Aim of the task:
Search the entries below for the string "ignoring" and copy the lines that hold it.

Records shown:
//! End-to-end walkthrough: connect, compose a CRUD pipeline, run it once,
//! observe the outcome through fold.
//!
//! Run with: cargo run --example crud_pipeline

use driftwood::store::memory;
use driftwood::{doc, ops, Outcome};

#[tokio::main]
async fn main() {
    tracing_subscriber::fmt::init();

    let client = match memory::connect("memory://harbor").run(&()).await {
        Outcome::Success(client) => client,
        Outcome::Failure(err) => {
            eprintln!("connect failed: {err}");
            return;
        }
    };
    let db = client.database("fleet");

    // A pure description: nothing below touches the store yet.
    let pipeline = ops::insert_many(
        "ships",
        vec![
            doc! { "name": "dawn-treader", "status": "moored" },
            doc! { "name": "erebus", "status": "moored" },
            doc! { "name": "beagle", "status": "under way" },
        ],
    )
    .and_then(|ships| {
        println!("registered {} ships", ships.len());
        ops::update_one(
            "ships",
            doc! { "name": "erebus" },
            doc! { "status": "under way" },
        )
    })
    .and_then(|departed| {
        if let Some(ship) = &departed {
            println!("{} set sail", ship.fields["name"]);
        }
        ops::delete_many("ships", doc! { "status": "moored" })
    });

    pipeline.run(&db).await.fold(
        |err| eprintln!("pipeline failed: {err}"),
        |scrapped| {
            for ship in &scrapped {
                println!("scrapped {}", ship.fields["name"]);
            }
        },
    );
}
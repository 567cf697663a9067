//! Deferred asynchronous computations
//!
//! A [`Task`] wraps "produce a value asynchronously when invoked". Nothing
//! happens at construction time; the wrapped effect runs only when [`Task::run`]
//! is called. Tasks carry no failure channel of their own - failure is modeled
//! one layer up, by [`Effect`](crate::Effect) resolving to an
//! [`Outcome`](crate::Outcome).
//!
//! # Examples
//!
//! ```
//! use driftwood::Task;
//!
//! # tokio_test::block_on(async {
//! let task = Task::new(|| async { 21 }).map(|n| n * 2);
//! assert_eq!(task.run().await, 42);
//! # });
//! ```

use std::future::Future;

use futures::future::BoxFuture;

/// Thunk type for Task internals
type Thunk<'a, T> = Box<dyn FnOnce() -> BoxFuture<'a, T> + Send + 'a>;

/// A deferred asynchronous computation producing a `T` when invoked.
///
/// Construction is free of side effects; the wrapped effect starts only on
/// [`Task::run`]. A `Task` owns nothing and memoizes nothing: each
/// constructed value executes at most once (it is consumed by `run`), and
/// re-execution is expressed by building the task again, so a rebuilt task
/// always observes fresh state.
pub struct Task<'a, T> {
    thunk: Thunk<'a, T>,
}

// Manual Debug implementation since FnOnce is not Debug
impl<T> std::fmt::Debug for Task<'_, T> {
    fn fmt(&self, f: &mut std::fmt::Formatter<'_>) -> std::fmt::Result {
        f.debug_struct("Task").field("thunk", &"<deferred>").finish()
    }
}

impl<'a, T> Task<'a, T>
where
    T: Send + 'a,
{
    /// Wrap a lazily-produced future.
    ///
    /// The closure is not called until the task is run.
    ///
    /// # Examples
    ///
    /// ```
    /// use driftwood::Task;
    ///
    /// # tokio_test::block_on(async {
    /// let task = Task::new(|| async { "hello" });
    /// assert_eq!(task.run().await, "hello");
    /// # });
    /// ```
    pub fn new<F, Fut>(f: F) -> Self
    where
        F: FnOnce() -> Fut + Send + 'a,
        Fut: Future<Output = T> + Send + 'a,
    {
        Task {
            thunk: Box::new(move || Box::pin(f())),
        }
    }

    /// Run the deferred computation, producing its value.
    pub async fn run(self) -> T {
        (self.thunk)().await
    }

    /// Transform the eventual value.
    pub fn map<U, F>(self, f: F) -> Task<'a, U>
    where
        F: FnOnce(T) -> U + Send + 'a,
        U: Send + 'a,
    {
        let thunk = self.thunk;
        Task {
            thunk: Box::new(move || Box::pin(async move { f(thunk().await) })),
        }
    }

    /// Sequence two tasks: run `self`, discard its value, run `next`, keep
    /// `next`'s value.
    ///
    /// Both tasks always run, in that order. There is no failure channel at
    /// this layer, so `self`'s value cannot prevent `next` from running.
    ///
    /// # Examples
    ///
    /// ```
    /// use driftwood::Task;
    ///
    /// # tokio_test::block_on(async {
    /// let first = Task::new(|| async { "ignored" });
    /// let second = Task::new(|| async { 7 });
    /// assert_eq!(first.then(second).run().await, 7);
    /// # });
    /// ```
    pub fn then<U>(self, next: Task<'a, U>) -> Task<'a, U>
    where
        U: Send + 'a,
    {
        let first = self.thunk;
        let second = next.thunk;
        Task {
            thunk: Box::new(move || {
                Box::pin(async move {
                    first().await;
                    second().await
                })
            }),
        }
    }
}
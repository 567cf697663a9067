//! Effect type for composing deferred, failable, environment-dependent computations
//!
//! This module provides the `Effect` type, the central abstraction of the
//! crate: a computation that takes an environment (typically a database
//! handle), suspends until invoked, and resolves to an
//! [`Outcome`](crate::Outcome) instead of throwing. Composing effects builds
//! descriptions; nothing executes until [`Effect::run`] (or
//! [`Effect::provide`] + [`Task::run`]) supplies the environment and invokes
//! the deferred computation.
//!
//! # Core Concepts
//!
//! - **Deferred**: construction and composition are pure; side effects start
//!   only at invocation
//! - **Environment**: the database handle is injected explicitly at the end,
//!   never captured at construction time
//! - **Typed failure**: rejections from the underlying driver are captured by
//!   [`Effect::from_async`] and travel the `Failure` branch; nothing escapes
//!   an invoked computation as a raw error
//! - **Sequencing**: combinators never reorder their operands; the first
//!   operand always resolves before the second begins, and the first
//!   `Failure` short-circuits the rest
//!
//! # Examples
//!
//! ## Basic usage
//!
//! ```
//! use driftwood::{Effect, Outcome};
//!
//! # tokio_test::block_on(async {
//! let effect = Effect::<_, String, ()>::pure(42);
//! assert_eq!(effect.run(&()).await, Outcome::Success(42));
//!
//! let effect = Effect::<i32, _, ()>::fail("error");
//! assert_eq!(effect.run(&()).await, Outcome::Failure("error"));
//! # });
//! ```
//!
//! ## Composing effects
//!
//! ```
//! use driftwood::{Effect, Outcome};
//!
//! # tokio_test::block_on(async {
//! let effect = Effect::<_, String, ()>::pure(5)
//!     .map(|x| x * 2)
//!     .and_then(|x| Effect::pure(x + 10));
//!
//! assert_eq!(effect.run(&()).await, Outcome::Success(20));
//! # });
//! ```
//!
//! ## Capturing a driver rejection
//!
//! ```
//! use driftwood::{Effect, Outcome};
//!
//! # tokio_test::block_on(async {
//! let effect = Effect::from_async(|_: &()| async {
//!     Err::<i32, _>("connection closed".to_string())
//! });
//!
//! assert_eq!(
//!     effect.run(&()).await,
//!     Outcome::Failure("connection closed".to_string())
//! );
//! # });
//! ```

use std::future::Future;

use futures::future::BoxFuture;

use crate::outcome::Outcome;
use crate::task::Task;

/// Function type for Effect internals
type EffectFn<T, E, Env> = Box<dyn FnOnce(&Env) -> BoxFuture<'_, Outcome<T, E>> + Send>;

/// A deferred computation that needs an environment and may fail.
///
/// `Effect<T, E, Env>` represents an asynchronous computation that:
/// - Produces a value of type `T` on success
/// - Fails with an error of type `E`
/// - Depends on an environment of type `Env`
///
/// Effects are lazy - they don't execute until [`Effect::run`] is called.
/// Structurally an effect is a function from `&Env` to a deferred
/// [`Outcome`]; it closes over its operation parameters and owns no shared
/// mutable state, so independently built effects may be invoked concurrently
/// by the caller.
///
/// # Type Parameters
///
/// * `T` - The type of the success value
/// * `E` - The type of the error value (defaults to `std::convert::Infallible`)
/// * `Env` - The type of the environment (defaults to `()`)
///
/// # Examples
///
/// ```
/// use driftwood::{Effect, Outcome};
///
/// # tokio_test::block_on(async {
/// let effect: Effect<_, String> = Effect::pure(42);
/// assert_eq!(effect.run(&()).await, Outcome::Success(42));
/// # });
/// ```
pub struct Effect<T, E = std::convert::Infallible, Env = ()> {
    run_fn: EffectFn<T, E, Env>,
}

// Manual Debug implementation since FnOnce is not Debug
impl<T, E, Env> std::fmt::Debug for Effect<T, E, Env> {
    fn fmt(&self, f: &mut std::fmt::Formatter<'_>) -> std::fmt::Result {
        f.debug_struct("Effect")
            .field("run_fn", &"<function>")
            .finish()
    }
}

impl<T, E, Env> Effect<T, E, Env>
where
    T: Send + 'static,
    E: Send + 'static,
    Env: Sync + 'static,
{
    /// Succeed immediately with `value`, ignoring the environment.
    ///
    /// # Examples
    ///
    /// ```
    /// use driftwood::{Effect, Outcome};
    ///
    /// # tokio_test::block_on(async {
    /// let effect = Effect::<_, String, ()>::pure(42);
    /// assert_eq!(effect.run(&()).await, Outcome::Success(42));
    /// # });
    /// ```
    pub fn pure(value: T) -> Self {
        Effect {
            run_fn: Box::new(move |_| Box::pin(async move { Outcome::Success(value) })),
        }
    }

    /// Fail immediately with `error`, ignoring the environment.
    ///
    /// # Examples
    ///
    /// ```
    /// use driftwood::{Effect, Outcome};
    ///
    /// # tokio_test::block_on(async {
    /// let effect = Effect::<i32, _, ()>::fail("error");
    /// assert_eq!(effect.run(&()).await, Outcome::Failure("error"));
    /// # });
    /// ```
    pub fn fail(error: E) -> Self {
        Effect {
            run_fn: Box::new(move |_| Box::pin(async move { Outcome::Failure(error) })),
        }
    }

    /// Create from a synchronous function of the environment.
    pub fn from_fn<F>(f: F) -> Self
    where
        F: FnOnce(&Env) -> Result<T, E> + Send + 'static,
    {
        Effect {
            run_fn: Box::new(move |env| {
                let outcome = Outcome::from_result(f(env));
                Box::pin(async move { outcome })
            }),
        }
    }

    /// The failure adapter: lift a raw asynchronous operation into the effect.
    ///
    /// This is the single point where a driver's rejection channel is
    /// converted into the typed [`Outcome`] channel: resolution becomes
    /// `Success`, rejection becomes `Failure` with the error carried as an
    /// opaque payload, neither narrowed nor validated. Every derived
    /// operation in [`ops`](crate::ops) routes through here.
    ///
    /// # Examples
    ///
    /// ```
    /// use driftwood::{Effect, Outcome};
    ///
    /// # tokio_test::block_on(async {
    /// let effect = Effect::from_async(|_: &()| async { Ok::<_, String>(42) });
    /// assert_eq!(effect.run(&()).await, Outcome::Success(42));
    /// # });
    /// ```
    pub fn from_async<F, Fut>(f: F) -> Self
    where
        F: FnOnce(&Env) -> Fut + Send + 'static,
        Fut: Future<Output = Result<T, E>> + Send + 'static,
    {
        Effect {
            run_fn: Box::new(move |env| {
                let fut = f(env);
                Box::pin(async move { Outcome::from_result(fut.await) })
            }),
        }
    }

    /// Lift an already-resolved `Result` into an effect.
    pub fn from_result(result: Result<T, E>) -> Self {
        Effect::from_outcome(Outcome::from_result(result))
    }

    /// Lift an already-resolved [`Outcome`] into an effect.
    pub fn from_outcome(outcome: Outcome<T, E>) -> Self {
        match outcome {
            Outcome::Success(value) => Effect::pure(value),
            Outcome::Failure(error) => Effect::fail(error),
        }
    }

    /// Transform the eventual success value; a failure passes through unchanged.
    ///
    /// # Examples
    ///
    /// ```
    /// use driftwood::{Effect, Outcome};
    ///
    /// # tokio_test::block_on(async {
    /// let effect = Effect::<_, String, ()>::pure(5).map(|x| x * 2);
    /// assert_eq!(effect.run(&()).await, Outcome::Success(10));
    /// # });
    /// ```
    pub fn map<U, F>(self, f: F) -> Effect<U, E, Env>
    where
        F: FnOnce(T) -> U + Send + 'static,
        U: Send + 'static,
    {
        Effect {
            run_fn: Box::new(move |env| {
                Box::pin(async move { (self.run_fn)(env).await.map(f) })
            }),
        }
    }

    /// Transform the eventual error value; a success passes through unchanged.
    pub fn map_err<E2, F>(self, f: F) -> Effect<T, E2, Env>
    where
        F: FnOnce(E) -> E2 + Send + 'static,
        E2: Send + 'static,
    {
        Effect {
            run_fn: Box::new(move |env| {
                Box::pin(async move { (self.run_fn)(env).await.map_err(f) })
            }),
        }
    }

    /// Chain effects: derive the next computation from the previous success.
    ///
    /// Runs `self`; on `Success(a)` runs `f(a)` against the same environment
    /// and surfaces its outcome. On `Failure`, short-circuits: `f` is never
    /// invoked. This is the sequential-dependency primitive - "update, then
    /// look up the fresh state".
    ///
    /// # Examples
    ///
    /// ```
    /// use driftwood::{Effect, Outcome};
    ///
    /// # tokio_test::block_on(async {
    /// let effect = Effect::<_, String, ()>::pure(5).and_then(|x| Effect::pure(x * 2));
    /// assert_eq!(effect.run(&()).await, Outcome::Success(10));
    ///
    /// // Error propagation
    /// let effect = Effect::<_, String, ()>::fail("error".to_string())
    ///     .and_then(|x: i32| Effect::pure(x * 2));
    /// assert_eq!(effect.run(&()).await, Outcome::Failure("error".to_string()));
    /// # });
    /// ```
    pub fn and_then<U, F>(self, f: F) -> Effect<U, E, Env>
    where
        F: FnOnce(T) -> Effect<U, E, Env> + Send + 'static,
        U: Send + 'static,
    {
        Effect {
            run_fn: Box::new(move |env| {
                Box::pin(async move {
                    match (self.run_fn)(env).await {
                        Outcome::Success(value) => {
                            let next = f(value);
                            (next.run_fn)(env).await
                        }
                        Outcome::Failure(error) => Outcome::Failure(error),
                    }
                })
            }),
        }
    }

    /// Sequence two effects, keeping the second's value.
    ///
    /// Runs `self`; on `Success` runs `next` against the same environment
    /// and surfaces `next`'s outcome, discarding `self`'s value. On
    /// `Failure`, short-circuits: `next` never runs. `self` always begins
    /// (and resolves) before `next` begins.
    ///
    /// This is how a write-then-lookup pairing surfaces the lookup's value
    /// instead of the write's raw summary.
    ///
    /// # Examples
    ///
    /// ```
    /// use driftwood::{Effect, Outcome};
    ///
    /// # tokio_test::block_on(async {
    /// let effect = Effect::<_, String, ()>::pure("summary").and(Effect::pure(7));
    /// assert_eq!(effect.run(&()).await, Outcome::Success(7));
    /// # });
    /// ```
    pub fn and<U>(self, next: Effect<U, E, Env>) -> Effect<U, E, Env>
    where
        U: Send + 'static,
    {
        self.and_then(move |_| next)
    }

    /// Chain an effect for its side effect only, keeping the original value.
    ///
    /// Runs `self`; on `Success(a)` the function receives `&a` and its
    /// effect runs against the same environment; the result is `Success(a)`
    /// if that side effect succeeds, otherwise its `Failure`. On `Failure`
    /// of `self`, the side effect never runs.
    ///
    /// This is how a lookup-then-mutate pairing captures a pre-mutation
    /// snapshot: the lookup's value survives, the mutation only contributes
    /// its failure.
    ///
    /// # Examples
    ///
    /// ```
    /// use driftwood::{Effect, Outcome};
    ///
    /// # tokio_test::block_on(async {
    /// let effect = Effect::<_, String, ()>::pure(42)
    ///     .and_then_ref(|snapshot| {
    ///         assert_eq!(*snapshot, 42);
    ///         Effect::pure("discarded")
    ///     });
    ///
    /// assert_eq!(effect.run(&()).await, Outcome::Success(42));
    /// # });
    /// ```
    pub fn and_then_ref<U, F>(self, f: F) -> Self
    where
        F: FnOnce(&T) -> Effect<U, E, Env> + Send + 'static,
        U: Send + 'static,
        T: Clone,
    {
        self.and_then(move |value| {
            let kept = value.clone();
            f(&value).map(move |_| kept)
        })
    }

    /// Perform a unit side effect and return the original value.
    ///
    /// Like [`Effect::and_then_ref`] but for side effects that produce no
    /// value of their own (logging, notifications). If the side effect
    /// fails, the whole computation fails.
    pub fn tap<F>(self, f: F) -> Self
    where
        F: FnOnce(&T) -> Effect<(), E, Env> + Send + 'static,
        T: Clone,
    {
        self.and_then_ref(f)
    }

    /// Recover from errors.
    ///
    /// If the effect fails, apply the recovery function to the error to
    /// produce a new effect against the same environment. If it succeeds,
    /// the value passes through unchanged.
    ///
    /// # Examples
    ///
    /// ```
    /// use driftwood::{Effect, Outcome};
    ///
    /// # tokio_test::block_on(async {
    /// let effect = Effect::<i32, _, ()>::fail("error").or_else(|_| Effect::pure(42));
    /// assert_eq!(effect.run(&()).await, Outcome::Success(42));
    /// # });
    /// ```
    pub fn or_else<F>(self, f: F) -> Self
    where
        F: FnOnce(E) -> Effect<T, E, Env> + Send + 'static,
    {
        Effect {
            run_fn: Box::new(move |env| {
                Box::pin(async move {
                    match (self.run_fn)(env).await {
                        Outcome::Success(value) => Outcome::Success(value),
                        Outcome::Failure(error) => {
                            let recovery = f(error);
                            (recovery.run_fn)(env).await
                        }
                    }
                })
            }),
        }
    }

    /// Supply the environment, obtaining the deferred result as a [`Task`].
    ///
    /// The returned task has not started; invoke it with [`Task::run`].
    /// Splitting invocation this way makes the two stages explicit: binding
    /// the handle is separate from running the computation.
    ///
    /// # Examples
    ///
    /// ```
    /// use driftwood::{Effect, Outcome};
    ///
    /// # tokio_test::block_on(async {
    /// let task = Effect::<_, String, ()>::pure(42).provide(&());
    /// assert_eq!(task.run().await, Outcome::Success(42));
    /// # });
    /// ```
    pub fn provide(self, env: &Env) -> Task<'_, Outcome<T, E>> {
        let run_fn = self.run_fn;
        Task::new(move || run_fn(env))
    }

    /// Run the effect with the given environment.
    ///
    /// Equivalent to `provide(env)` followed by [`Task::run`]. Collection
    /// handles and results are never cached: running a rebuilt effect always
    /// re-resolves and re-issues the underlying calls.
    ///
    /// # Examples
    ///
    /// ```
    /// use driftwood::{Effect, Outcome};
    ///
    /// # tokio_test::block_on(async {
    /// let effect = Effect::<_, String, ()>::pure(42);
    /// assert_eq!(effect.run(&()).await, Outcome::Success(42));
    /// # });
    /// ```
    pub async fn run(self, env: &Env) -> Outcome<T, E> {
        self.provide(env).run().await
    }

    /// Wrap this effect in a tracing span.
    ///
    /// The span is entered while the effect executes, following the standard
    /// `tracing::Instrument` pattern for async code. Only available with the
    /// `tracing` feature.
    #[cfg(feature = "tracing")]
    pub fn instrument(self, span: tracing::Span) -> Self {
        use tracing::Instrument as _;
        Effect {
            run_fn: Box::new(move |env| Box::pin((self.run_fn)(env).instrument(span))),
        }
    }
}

Output for this exercise:
    /// Succeed immediately with `value`, ignoring the environment.
    /// Fail immediately with `error`, ignoring the environment.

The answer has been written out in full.